REQUIRED WORK: The full set of records below is to be reproduced without a single alteration.

DATA SUPPLIED:
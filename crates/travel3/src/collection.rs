//! Constructor arguments of the backend canister.

use candid::Principal;

use crate::constants::{
    DEFAULT_COLLECTION_DESCRIPTION, DEFAULT_COLLECTION_NAME, DEFAULT_COLLECTION_SYMBOL,
    DEFAULT_LOGO_URL,
};
use crate::value::{Args, Value};

/// Collection-level settings installed with the backend.
#[derive(Clone, Debug, PartialEq, Eq)]
pub struct CollectionInit {
    pub logo_url: String,
    pub name: String,
    pub symbol: String,
    pub description: String,
}

impl Default for CollectionInit {
    fn default() -> Self {
        Self {
            logo_url: DEFAULT_LOGO_URL.to_string(),
            name: DEFAULT_COLLECTION_NAME.to_string(),
            symbol: DEFAULT_COLLECTION_SYMBOL.to_string(),
            description: DEFAULT_COLLECTION_DESCRIPTION.to_string(),
        }
    }
}

impl CollectionInit {
    /// `(logo, name, symbol, description, principal owner, null)`.
    ///
    /// The trailing `null` leaves the optional max supply unset.
    pub fn to_args(&self, owner: Principal) -> Args {
        Args::new([
            Value::text(&self.logo_url),
            Value::text(&self.name),
            Value::text(&self.symbol),
            Value::text(&self.description),
            Value::principal(owner),
            Value::Null,
        ])
    }
}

SOLUTION TO THIS PROBLEM:
filename crates/travel3/src/collection.rs
//! Constructor arguments of the backend canister.

use candid::Principal;

use crate::constants::{
    DEFAULT_COLLECTION_DESCRIPTION, DEFAULT_COLLECTION_NAME, DEFAULT_COLLECTION_SYMBOL,
    DEFAULT_LOGO_URL,
};
use crate::value::{Args, Value};

/// Collection-level settings installed with the backend.
#[derive(Clone, Debug, PartialEq, Eq)]
pub struct CollectionInit {
    pub logo_url: String,
    pub name: String,
    pub symbol: String,
    pub description: String,
}

impl Default for CollectionInit {
    fn default() -> Self {
        Self {
            logo_url: DEFAULT_LOGO_URL.to_string(),
            name: DEFAULT_COLLECTION_NAME.to_string(),
            symbol: DEFAULT_COLLECTION_SYMBOL.to_string(),
            description: DEFAULT_COLLECTION_DESCRIPTION.to_string(),
        }
    }
}

impl CollectionInit {
    /// `(logo, name, symbol, description, principal owner, null)`.
    ///
    /// The trailing `null` leaves the optional max supply unset.
    pub fn to_args(&self, owner: Principal) -> Args {
        Args::new([
            Value::text(&self.logo_url),
            Value::text(&self.name),
            Value::text(&self.symbol),
            Value::text(&self.description),
            Value::principal(owner),
            Value::Null,
        ])
    }
}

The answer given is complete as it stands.